How Emperor Penguins Survive Antarctica’s Subzero Cold

Scientists discovered that the penguins plumage is even colder than the surrounding air, potentially allowing them to absorb heat through convection. Image © Université de Strasbourg and Centre National de la Recherche Scientifique (CNRS), Strasbourg, France

Antarctica, as you might expect, gets pretty darn cold: Temperatures as low as -40 degrees Fahrenheit are often recorded during the winter. For the creatures who live there, this extreme cold demands innovative survival strategies that enable the loss of as little heat as possible.

Scientists recently discovered that Emperor Penguins—one of Antarctica’s most celebrated species—employ a particularly unusual technique for surviving the daily chill. As detailed in an article published today in the journal Biology Letters, the birds minimize heat loss by keeping the outer surface of their plumage below the temperature of the surrounding air.

At the same time, the penguins’ thick plumage insulates their body and keeps it toasty. A team of scientists from Scotland and France recently came to the finding by analyzing thermal images (below) of penguins taken at a coastal Emperor breeding colony in Adélie Land, an area of Antarctica claimed by France.

The research drew upon theromgraphic images of the penguins collected in the wild. Image © Université de Strasbourg and Centre National de la Recherche Scientifique (CNRS), Strasbourg, France

The researchers analyzed thermographic images like this one taken over roughly a month during June 2008. During that period, the average air temperature was 0.32 degrees Fahreinheit. At the same time, the majority of the plumage covering the penguins’ bodies was even colder: the surface of their warmest body part, their feet, was an average 1.76 degrees Fahrenheit, but the plumage on their heads, chests and backs were -1.84, -7.24 and -9.76 degrees Fahrenheit respectively. Overall, nearly the entire outer surface of the penguins’ bodies was below freezing at all times, except for their eyes and beaks.

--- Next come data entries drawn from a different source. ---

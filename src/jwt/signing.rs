use jwt_simple::prelude::*;

use crate::config::PurchaseTokenConfig;
use crate::error::{AppError, Result};

use super::PaymentClaims;

/// Signing algorithms a processor notice may use. Anything not listed here is
/// rejected from the header alone, before any key is touched.
#[derive(Debug, Clone, Copy, PartialEq, Eq)]
pub enum Algorithm {
    HS256,
    RS512,
}

impl Algorithm {
    pub fn from_name(name: &str) -> Option<Self> {
        match name {
            "HS256" => Some(Self::HS256),
            "RS512" => Some(Self::RS512),
            _ => None,
        }
    }

    pub fn as_str(self) -> &'static str {
        match self {
            Self::HS256 => "HS256",
            Self::RS512 => "RS512",
        }
    }
}

/// Verification accepts any timestamp; the lifetime checks live in
/// `validate` so an expired token is reported as such rather than as a
/// verification failure.
const TIME_TOLERANCE_DAYS: u64 = 3650;

/// Keys for the tokens exchanged with the payment processor.
pub struct TokenKeys {
    config: PurchaseTokenConfig,
    hs256: HS256Key,
    rs512: Option<RS512PublicKey>,
}

impl TokenKeys {
    pub fn from_config(config: &PurchaseTokenConfig) -> Result<Self> {
        if config.secret.is_empty() {
            return Err(AppError::Configuration(
                "APP_PURCHASE_SECRET is empty".to_string(),
            ));
        }

        let rs512 = match &config.rs512_public_key_pem {
            Some(pem) => Some(RS512PublicKey::from_pem(pem).map_err(|e| {
                AppError::Configuration(format!("Invalid RS512 public key: {}", e))
            })?),
            None => None,
        };

        Ok(Self {
            config: config.clone(),
            hs256: HS256Key::from_bytes(config.secret.as_bytes()),
            rs512,
        })
    }

    pub fn config(&self) -> &PurchaseTokenConfig {
        &self.config
    }

    /// Sign claims with `iat = now` and `exp = now + expiry window`.
    /// Outbound tokens are always HS256 with the shared secret.
    pub fn sign(&self, custom: PaymentClaims, now: i64) -> Result<String> {
        let issued_at = now.max(0) as u64;
        let mut claims =
            Claims::with_custom_claims(custom, Duration::from_secs(self.config.expiry_secs));
        claims.issued_at = Some(Duration::from_secs(issued_at));
        claims.expires_at = Some(Duration::from_secs(issued_at + self.config.expiry_secs));
        claims.invalid_before = None;

        let claims = claims
            .with_issuer(&self.config.issuer)
            .with_audience(&self.config.audience);

        self.hs256
            .authenticate(claims)
            .map_err(|e| AppError::Internal(format!("Failed to sign token: {}", e)))
    }

    /// Verify a processor notice. Order of checks: header parse, algorithm
    /// allow-list, signature. Time validity is left to `validate`.
    pub fn decode(&self, token: &str) -> Result<JWTClaims<PaymentClaims>> {
        let metadata = Token::decode_metadata(token)
            .map_err(|e| AppError::MalformedToken(format!("Invalid token format: {}", e)))?;

        let name = metadata.algorithm();
        let algorithm = Algorithm::from_name(name)
            .filter(|alg| self.config.allowed_algorithms.contains(alg))
            .ok_or_else(|| AppError::UnsupportedAlgorithm(name.to_string()))?;

        let options = VerificationOptions {
            time_tolerance: Some(Duration::from_days(TIME_TOLERANCE_DAYS)),
            ..Default::default()
        };

        let verified = match algorithm {
            Algorithm::HS256 => self
                .hs256
                .verify_token::<PaymentClaims>(token, Some(options)),
            Algorithm::RS512 => {
                let key = self.rs512.as_ref().ok_or_else(|| {
                    AppError::UnsupportedAlgorithm("RS512 (no public key configured)".to_string())
                })?;
                key.verify_token::<PaymentClaims>(token, Some(options))
            }
        };

        verified.map_err(|e| match e.downcast_ref::<jwt_simple::JWTError>() {
            Some(jwt_simple::JWTError::InvalidAuthenticationTag)
            | Some(jwt_simple::JWTError::InvalidSignature) => AppError::InvalidSignature,
            _ => AppError::MalformedToken(e.to_string()),
        })
    }
}
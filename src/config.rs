use std::env;
use std::time::Duration;

use crate::jwt::Algorithm;

#[derive(Debug, Clone)]
pub struct Config {
    pub host: String,
    pub port: u16,
    pub database_path: String,
    pub base_url: String,
    pub media_url: String,
    pub dev_mode: bool,
    /// External-id namespace, e.g. `marketplace` for `marketplace.example.com`
    pub domain: Option<String>,
    pub purchase: PurchaseTokenConfig,
    pub solitude_url: String,
    pub solitude_timeout: Duration,
    pub postback_deadline: Duration,
    pub notification_webhook_url: Option<String>,
}

/// Settings for the tokens exchanged with the payment processor.
#[derive(Debug, Clone)]
pub struct PurchaseTokenConfig {
    pub issuer: String,
    pub audience: String,
    pub typ: String,
    pub sig_check_typ: String,
    pub secret: String,
    pub allowed_algorithms: Vec<Algorithm>,
    pub rs512_public_key_pem: Option<String>,
    /// Lifetime of issued tokens, in seconds
    pub expiry_secs: u64,
}

impl Default for PurchaseTokenConfig {
    fn default() -> Self {
        Self {
            issuer: "marketplace-dev".to_string(),
            audience: "marketplace-dev.allizom.org".to_string(),
            typ: "mozilla-dev/payments/pay/v1".to_string(),
            sig_check_typ: "mozilla/payments/sigcheck/v1".to_string(),
            secret: "please change this".to_string(),
            allowed_algorithms: vec![Algorithm::HS256],
            rs512_public_key_pem: None,
            expiry_secs: 3600,
        }
    }
}

fn parse_algorithms(raw: &str) -> Vec<Algorithm> {
    raw.split(',')
        .map(str::trim)
        .filter(|s| !s.is_empty())
        .filter_map(|name| match Algorithm::from_name(name) {
            Some(alg) => Some(alg),
            None => {
                tracing::warn!("Ignoring unknown signing algorithm in WEBPAY_ALLOWED_ALGS: {}", name);
                None
            }
        })
        .collect()
}

fn env_secs(key: &str, default: u64) -> u64 {
    env::var(key)
        .ok()
        .and_then(|v| v.parse().ok())
        .unwrap_or(default)
}

impl Config {
    pub fn from_env() -> Self {
        dotenvy::dotenv().ok();

        let dev_mode = env::var("WEBPAY_ENV")
            .map(|v| v == "dev" || v == "development")
            .unwrap_or(false);

        let host = env::var("HOST").unwrap_or_else(|_| "127.0.0.1".to_string());
        let port: u16 = env::var("PORT")
            .ok()
            .and_then(|p| p.parse().ok())
            .unwrap_or(3000);

        let base_url = env::var("BASE_URL").unwrap_or_else(|_| format!("http://{}:{}", host, port));
        let media_url = env::var("MEDIA_URL").unwrap_or_else(|_| format!("{}/media", base_url));

        let defaults = PurchaseTokenConfig::default();
        let allowed_algorithms = env::var("WEBPAY_ALLOWED_ALGS")
            .map(|v| parse_algorithms(&v))
            .unwrap_or(defaults.allowed_algorithms);

        let rs512_public_key_pem = env::var("WEBPAY_RS512_PUBLIC_KEY_FILE").ok().and_then(|path| {
            std::fs::read_to_string(&path)
                .map_err(|e| tracing::error!("Failed to read RS512 public key {}: {}", path, e))
                .ok()
        });

        let purchase = PurchaseTokenConfig {
            issuer: env::var("APP_PURCHASE_KEY").unwrap_or(defaults.issuer),
            audience: env::var("APP_PURCHASE_AUD").unwrap_or(defaults.audience),
            typ: env::var("APP_PURCHASE_TYP").unwrap_or(defaults.typ),
            sig_check_typ: env::var("SIG_CHECK_TYP").unwrap_or(defaults.sig_check_typ),
            secret: env::var("APP_PURCHASE_SECRET").unwrap_or(defaults.secret),
            allowed_algorithms,
            rs512_public_key_pem,
            expiry_secs: env_secs("WEBPAY_EXPIRY_SECS", defaults.expiry_secs),
        };

        Self {
            host,
            port,
            database_path: env::var("DATABASE_PATH").unwrap_or_else(|_| "webpay.db".to_string()),
            base_url,
            media_url,
            dev_mode,
            domain: env::var("DOMAIN").ok().filter(|d| !d.is_empty()),
            purchase,
            solitude_url: env::var("SOLITUDE_URL")
                .unwrap_or_else(|_| "http://localhost:2602".to_string()),
            solitude_timeout: Duration::from_secs(env_secs("SOLITUDE_TIMEOUT_SECS", 10)),
            postback_deadline: Duration::from_secs(env_secs("POSTBACK_DEADLINE_SECS", 20)),
            notification_webhook_url: env::var("NOTIFICATION_WEBHOOK_URL").ok(),
        }
    }

    pub fn addr(&self) -> String {
        format!("{}:{}", self.host, self.port)
    }

    /// Namespace used in external product ids: the first label of `DOMAIN`.
    pub fn external_id_namespace(&self) -> &str {
        self.domain
            .as_deref()
            .and_then(|d| d.split('.').next())
            .filter(|s| !s.is_empty())
            .unwrap_or("marketplace-dev")
    }
}
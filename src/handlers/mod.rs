pub mod webpay;
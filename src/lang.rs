//! Language codes and tokenizer selection.
//!
//! Languages written in Indic scripts use the [Indic] tokenizer.
//! Every other language code falls back to [Moses].
use std::collections::HashMap;

use lazy_static::lazy_static;

use crate::tokenizers::{Indic, Moses, Tokenizer};

/// Tokenization strategies.
#[derive(Debug, Clone, Copy, PartialEq, Eq)]
pub enum Strategy {
    Indic,
    Moses,
}

lazy_static! {
    /// Language codes that do not use the default [Strategy::Moses].
    pub static ref STRATEGIES: HashMap<&'static str, Strategy> = {
        let mut m = HashMap::new();
        m.insert("as", Strategy::Indic);
        m.insert("bn", Strategy::Indic);
        m.insert("gu", Strategy::Indic);
        m.insert("hi", Strategy::Indic);
        m.insert("kn", Strategy::Indic);
        m.insert("mai", Strategy::Indic);
        m.insert("ml", Strategy::Indic);
        m.insert("mr", Strategy::Indic);
        m.insert("or", Strategy::Indic);
        m.insert("pa", Strategy::Indic);
        m.insert("ta", Strategy::Indic);
        m.insert("te", Strategy::Indic);

        m
    };
}

/// Get the tokenization strategy of a language code.
pub fn strategy(lang: &str) -> Strategy {
    STRATEGIES.get(lang).copied().unwrap_or(Strategy::Moses)
}

impl Tokenizer for Strategy {
    fn tokenize(&self, text: &str) -> Vec<String> {
        match self {
            Strategy::Indic => Indic.tokenize(text),
            Strategy::Moses => Moses.tokenize(text),
        }
    }

    fn detokenize(&self, tokens: &[&str]) -> String {
        match self {
            Strategy::Indic => Indic.detokenize(tokens),
            Strategy::Moses => Moses.detokenize(tokens),
        }
    }
}

#[cfg(test)]
mod tests {
    use super::{strategy, Strategy};
    use crate::tokenizers::Tokenizer;

    #[test]
    fn lookup() {
        assert_eq!(strategy("hi"), Strategy::Indic);
        assert_eq!(strategy("mai"), Strategy::Indic);
        assert_eq!(strategy("en"), Strategy::Moses);
        assert_eq!(strategy("fr"), Strategy::Moses);
        assert_eq!(strategy(""), Strategy::Moses);
    }

    #[test]
    fn dispatch() {
        let hi = strategy("hi").tokenize("जाता हूँ।");
        assert_eq!(hi.last().map(String::as_str), Some("।"));
        let en = strategy("en").tokenize("I go.");
        assert_eq!(en, vec!["I", "go", "."]);
    }
}
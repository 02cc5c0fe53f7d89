use std::fs;
use std::path::Path;

use codemix::error::Error;
use codemix::io::{read_lines, write_lines};
use codemix::pipelines::{
    Evaluate, Generate, Pipeline, Prepare, ALIGN_IN, CM_DETOK, CM_TOK, SRC_DETOK, SRC_TOK,
    TGT_DETOK, TGT_TOK,
};

fn hindi_sentences() -> Vec<&'static str> {
    vec!["मैं स्कूल जाता हूँ।", "", "वह घर जाती है।"]
}

fn english_sentences() -> Vec<&'static str> {
    vec!["I go to school.", "Hello!", "She goes home."]
}

fn prepare(dir: &Path) -> usize {
    let src = dir.join("raw.hi");
    let tgt = dir.join("raw.en");
    write_lines(&src, hindi_sentences()).unwrap();
    write_lines(&tgt, english_sentences()).unwrap();

    Prepare::new(
        src,
        tgt,
        dir.join("prepared"),
        "hi".to_string(),
        "en".to_string(),
    )
    .run()
    .unwrap()
}

#[test]
fn prepare_tokenizes_and_cleans() {
    let dir = tempfile::tempdir().unwrap();
    let nb_pairs = prepare(dir.path());
    assert_eq!(nb_pairs, 2);

    let prepared = dir.path().join("prepared");
    assert_eq!(
        read_lines(&prepared.join(SRC_TOK)).unwrap(),
        vec!["मैं स्कूल जाता हूँ ।", "वह घर जाती है ।"]
    );
    assert_eq!(
        read_lines(&prepared.join(TGT_TOK)).unwrap(),
        vec!["I go to school .", "She goes home ."]
    );
    assert_eq!(
        read_lines(&prepared.join(ALIGN_IN)).unwrap(),
        vec![
            "मैं स्कूल जाता हूँ । ||| I go to school .",
            "वह घर जाती है । ||| She goes home ."
        ]
    );
}

#[test]
fn prepare_mismatch() {
    let dir = tempfile::tempdir().unwrap();
    let src = dir.path().join("raw.hi");
    let tgt = dir.path().join("raw.en");
    write_lines(&src, ["a", "b"]).unwrap();
    write_lines(&tgt, ["x"]).unwrap();

    let err = Prepare::new(
        src,
        tgt,
        dir.path().join("out"),
        "hi".to_string(),
        "en".to_string(),
    )
    .run()
    .unwrap_err();
    assert!(matches!(err, Error::InputMismatch { .. }));

    // nothing is written
    assert!(!dir.path().join("out").exists());
}

#[test]
fn full_pipeline() {
    let dir = tempfile::tempdir().unwrap();
    prepare(dir.path());
    let prepared = dir.path().join("prepared");

    // what an aligner could output for src.tok/tgt.tok
    let alignments = dir.path().join("align.out");
    write_lines(&alignments, ["0-0 1-3 2-1 3-1 4-4", "0-0 1-2 2-1 3-1 4-3"]).unwrap();

    let stopwords = dir.path().join("stop.hi");
    write_lines(&stopwords, ["है"]).unwrap();

    let out = dir.path().join("generated");
    let nb = Generate::new(
        prepared.join(SRC_TOK),
        prepared.join(TGT_TOK),
        alignments,
        out.clone(),
        "hi".to_string(),
        "en".to_string(),
    )
    .with_stopwords(Some(stopwords), None)
    .run()
    .unwrap();
    assert_eq!(nb, 2);

    let mixed = read_lines(&out.join(CM_TOK)).unwrap();
    assert_eq!(
        mixed,
        vec!["I school जाता हूँ .", "She home जाती है ."]
    );
    assert_eq!(
        read_lines(&out.join(CM_DETOK)).unwrap(),
        vec!["I school जाता हूँ.", "She home जाती है."]
    );
    assert_eq!(
        read_lines(&out.join(SRC_DETOK)).unwrap(),
        vec!["मैं स्कूल जाता हूँ।", "वह घर जाती है।"]
    );
    assert_eq!(
        read_lines(&out.join(TGT_DETOK)).unwrap(),
        vec!["I go to school.", "She goes home."]
    );

    let report = dir.path().join("report.csv");
    let metrics = Evaluate::new(
        prepared.join(SRC_TOK),
        prepared.join(TGT_TOK),
        out.join(CM_TOK),
        Some(report.clone()),
    )
    .run()
    .unwrap();

    assert_eq!(metrics.sentences, 2);
    assert_eq!(metrics.skipped, 0);
    // both sentences: 2 source-only and 3 target-only tokens out of 5
    assert!((metrics.cmi - 40.0).abs() < 1e-9);
    // T T S S T, twice
    assert!((metrics.spf - 0.5).abs() < 1e-9);

    let report = fs::read_to_string(report).unwrap();
    let mut lines = report.lines();
    assert_eq!(
        lines.next(),
        Some("line,tokens,cmi,entropy,spf,switch_points")
    );
    assert_eq!(lines.count(), 2);
}

#[test]
fn generate_malformed_alignment() {
    let dir = tempfile::tempdir().unwrap();
    prepare(dir.path());
    let prepared = dir.path().join("prepared");

    let alignments = dir.path().join("align.out");
    write_lines(&alignments, ["0-0", "0-0 1--1"]).unwrap();

    let err = Generate::new(
        prepared.join(SRC_TOK),
        prepared.join(TGT_TOK),
        alignments,
        dir.path().join("generated"),
        "hi".to_string(),
        "en".to_string(),
    )
    .run()
    .unwrap_err();

    match err {
        Error::MalformedAlignment { line, token } => {
            assert_eq!(line, 1);
            assert_eq!(token, "1--1");
        }
        other => panic!("unexpected {other:?}"),
    }
}

#[test]
fn generate_alignment_line_count() {
    let dir = tempfile::tempdir().unwrap();
    prepare(dir.path());
    let prepared = dir.path().join("prepared");

    let alignments = dir.path().join("align.out");
    write_lines(&alignments, ["0-0"]).unwrap();

    let err = Generate::new(
        prepared.join(SRC_TOK),
        prepared.join(TGT_TOK),
        alignments,
        dir.path().join("generated"),
        "hi".to_string(),
        "en".to_string(),
    )
    .run()
    .unwrap_err();

    assert!(matches!(
        err,
        Error::InputMismatch {
            expected: 2,
            got: 1,
            ..
        }
    ));
}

The scientists also used a computer simulation to determine how much heat was lost or gained from each part of the body—and discovered that by keeping their outer surface below air temperature, the birds might paradoxically be able to draw very slight amounts of heat from the air around them. The key to their trick is the difference between two different types of heat transfer: radiation and convection.

The penguins do lose internal body heat to the surrounding air through thermal radiation, just as our bodies do on a cold day. Because their bodies (but not surface plumage) are warmer than the surrounding air, heat gradually radiates outward over time, moving from a warmer material to a colder one. To maintain body temperature while losing heat, penguins, like all warm-blooded animals, rely on the metabolism of food.

The penguins, though, have an additional strategy. Since their outer plumage is even colder than the air, the simulation showed that they might gain back a little of this heat through thermal convection—the transfer of heat via the movement of a fluid (in this case, the air). As the cold Antarctic air cycles around their bodies, slightly warmer air comes into contact with the plumage and donates minute amounts of heat back to the penguins, then cycles away at a slightly colder temperature.

Most of this heat, the researchers note, probably doesn’t make it all the way through the plumage and back to the penguins’ bodies, but it could make a slight difference. At the very least, the method by which a penguin’s plumage wicks heat from the bitterly cold air that surrounds it helps to cancel out some of the heat that’s radiating from its interior.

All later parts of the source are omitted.